→ TASK DIRECTIONS:
Wherever a line of the data contains "SocketAddr", copy that line.

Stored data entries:
>>>>>
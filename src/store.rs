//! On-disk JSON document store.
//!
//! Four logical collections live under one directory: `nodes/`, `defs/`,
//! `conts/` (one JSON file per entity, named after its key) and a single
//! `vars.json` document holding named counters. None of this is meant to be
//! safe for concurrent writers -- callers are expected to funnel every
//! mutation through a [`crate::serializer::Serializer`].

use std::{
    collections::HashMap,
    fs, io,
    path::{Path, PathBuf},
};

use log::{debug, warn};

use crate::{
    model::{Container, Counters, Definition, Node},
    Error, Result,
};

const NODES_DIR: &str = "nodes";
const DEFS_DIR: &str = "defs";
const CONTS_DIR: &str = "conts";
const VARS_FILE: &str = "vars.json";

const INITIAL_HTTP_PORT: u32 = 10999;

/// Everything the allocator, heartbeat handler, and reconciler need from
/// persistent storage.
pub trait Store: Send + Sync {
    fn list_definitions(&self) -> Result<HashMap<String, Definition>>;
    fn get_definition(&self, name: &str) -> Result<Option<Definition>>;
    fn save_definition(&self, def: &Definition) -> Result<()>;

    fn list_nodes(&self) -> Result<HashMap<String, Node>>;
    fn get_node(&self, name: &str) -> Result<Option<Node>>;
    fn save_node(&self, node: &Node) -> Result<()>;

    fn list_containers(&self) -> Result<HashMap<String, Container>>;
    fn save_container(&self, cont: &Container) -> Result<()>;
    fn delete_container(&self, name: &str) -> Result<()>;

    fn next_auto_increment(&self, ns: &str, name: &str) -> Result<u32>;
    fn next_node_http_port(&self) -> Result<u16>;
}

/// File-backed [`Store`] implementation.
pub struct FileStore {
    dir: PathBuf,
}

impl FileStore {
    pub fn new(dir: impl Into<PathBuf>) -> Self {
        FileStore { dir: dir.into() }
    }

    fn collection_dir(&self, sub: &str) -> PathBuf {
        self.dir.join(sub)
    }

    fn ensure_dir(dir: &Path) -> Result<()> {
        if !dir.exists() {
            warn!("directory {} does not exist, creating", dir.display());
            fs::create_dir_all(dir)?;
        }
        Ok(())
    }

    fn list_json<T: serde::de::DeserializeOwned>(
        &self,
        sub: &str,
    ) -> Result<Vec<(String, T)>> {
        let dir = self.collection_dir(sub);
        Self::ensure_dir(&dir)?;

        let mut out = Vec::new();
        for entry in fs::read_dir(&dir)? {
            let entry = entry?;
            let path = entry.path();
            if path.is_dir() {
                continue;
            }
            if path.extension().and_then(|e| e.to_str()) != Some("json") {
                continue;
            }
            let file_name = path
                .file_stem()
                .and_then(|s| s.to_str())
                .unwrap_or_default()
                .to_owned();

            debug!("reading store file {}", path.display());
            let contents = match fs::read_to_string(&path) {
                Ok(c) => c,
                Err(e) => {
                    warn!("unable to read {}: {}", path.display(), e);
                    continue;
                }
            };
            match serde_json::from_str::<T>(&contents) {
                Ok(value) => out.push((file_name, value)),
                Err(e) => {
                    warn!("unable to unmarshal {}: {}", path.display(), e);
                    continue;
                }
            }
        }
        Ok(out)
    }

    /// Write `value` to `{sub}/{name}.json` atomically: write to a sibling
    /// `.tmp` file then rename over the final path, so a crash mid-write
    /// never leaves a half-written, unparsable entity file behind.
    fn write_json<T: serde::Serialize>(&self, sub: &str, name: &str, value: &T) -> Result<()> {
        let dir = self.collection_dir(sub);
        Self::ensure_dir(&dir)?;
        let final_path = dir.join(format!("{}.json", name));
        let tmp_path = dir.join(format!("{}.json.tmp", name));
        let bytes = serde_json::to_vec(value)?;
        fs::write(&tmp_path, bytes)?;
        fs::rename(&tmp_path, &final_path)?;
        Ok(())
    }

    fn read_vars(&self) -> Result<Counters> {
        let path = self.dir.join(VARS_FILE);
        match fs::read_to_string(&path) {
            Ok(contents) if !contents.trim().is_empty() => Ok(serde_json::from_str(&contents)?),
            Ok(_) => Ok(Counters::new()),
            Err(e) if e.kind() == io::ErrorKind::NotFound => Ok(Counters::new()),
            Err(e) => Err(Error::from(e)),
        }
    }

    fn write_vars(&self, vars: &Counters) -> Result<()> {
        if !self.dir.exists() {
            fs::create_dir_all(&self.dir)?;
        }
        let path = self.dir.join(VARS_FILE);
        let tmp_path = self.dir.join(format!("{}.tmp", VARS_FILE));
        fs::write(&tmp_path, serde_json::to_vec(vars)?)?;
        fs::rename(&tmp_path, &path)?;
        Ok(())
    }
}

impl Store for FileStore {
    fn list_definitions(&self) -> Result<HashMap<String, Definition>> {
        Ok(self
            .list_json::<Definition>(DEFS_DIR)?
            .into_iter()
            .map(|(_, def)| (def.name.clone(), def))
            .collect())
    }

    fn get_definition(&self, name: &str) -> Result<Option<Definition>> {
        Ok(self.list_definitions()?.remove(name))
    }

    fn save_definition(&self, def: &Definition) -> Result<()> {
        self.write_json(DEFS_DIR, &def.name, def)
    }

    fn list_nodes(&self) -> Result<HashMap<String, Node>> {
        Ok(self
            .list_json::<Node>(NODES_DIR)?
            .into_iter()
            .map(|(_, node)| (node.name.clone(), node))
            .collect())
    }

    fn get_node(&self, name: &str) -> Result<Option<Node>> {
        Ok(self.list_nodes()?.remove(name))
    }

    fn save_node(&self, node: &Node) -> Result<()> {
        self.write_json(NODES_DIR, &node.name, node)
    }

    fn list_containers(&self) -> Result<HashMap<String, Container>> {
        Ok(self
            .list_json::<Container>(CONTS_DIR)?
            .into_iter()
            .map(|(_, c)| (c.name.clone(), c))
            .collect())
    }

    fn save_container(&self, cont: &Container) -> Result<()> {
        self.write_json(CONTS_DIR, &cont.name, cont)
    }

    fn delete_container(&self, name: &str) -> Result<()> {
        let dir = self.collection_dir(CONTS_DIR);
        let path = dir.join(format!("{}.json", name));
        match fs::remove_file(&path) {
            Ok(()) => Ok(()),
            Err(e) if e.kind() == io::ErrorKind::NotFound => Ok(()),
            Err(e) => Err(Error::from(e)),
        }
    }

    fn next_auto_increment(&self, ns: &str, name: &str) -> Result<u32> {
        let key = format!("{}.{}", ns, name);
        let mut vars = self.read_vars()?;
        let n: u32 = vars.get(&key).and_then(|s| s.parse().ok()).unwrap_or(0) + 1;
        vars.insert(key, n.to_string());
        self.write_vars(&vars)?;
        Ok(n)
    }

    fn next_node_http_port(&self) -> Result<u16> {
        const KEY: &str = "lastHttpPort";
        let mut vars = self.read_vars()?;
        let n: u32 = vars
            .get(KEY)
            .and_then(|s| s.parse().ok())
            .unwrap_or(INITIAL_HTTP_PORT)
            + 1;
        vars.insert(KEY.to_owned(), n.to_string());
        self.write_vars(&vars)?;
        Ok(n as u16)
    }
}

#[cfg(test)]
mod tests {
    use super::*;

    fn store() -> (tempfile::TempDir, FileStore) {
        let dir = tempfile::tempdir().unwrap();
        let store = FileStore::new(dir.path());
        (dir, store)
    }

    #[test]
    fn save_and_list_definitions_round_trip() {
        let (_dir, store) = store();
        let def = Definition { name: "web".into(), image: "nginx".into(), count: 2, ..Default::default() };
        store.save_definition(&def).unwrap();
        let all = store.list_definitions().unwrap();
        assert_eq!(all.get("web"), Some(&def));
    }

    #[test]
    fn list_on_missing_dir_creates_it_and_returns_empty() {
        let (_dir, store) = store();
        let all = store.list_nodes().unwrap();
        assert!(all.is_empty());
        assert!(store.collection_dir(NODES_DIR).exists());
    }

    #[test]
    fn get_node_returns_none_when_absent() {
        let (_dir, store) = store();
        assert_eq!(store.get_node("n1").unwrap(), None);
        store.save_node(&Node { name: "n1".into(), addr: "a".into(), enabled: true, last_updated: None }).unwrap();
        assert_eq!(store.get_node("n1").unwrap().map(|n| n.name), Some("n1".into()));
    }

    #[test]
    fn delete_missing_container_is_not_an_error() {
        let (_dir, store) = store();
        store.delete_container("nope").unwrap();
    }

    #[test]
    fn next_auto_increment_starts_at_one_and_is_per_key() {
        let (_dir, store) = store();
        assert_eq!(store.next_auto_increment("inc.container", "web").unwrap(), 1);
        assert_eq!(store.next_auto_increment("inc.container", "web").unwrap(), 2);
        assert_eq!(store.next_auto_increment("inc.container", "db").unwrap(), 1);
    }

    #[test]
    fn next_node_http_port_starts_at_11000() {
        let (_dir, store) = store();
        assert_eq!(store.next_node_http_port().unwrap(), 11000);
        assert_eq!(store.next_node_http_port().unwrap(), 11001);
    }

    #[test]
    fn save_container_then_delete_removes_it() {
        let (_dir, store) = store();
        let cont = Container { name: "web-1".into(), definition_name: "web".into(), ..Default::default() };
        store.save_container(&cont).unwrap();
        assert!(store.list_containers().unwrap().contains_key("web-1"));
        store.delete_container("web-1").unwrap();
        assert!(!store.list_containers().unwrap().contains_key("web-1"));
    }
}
<<<<<
>>>>>
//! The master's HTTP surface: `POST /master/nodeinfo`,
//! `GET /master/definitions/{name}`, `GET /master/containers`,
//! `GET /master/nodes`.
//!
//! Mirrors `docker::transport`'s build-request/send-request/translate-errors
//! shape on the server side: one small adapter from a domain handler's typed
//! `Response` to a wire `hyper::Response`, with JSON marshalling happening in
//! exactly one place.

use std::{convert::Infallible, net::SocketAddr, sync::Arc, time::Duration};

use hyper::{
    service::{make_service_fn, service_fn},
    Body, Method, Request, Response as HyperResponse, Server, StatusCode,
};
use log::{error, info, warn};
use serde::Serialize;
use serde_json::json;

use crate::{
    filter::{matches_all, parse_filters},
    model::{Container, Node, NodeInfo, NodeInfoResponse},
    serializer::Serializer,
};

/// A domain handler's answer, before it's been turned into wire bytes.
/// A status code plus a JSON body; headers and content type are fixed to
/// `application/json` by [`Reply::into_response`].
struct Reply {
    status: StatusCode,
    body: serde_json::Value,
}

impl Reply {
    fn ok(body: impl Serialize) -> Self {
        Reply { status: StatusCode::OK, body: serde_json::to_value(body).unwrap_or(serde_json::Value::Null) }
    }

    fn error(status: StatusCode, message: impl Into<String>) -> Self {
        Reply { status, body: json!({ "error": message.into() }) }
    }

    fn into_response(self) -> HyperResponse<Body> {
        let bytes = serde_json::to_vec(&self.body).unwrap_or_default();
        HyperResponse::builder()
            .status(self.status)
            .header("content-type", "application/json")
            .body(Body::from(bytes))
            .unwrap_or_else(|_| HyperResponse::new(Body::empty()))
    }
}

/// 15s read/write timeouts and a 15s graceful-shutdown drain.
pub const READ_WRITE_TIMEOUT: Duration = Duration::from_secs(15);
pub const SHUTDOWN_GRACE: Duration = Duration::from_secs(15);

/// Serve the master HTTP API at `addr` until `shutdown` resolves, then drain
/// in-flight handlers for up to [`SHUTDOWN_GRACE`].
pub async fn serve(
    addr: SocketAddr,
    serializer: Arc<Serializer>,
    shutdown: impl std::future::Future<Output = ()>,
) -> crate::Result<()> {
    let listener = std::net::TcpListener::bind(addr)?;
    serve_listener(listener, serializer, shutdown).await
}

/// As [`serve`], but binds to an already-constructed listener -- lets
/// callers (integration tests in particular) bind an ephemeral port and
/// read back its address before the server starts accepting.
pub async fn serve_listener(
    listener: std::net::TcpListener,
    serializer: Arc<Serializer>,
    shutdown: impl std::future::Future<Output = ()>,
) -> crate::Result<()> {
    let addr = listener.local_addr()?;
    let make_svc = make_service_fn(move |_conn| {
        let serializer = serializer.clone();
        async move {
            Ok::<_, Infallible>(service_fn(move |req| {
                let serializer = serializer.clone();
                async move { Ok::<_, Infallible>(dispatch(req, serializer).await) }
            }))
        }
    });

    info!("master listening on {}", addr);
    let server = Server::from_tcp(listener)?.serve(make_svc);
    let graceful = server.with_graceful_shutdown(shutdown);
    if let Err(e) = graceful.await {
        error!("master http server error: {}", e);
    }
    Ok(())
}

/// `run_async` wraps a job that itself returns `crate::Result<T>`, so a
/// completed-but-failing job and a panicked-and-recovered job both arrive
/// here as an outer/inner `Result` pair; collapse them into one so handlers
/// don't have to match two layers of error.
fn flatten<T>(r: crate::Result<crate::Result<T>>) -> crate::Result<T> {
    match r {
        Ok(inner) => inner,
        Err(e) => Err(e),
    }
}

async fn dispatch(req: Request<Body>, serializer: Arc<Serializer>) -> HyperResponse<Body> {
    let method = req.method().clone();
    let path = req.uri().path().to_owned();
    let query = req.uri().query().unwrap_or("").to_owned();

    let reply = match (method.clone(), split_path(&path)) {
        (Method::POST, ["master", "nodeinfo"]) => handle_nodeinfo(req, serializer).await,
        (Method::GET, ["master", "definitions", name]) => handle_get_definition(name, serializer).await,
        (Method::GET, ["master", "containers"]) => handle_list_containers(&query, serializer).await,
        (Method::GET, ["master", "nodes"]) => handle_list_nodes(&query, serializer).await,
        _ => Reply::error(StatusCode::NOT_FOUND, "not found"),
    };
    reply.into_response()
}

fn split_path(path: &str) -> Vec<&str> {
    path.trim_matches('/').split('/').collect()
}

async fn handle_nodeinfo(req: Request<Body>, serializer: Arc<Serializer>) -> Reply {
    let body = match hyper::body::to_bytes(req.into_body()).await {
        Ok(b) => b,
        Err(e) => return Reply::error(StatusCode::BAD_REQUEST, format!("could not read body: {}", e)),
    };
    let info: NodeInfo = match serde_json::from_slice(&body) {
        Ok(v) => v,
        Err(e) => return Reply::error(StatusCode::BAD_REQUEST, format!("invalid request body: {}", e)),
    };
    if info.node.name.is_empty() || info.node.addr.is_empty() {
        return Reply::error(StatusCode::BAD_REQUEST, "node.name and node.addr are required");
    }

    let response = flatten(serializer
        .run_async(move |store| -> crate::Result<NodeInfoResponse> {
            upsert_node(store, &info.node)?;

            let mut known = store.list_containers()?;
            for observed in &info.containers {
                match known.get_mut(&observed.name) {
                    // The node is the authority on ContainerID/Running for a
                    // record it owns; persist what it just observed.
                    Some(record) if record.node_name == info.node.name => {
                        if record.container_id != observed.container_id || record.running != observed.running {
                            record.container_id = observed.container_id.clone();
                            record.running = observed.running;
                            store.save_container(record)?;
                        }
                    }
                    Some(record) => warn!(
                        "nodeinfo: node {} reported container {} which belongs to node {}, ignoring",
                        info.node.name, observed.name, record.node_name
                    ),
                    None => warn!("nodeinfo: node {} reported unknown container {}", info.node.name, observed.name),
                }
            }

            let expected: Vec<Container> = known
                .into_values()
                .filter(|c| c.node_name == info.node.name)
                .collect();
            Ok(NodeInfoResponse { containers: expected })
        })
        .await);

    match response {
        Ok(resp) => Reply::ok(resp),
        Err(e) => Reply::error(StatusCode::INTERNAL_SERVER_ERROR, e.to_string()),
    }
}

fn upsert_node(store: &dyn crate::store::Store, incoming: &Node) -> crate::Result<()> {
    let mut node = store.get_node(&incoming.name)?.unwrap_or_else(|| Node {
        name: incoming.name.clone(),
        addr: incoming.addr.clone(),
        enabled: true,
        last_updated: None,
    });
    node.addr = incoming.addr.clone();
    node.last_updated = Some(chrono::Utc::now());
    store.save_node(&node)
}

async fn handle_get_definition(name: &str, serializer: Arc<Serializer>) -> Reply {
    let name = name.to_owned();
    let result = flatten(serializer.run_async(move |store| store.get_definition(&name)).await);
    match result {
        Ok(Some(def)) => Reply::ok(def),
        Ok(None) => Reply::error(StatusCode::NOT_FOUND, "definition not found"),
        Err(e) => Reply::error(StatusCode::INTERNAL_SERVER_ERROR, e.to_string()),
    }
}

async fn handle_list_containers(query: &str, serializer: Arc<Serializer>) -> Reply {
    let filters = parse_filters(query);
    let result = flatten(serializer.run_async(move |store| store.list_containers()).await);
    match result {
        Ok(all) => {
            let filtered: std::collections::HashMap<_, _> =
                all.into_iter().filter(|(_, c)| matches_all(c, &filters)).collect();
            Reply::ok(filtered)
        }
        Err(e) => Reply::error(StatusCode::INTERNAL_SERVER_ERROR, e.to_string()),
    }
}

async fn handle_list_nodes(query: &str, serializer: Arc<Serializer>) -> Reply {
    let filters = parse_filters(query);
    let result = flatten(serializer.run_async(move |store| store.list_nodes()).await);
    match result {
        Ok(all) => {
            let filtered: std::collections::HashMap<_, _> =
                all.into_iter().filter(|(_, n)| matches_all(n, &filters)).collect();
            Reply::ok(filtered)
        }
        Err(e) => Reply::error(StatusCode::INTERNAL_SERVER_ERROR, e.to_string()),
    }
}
<<<<<
→ EXERCISE ANSWER:
use std::{convert::Infallible, net::SocketAddr, sync::Arc, time::Duration};
    addr: SocketAddr,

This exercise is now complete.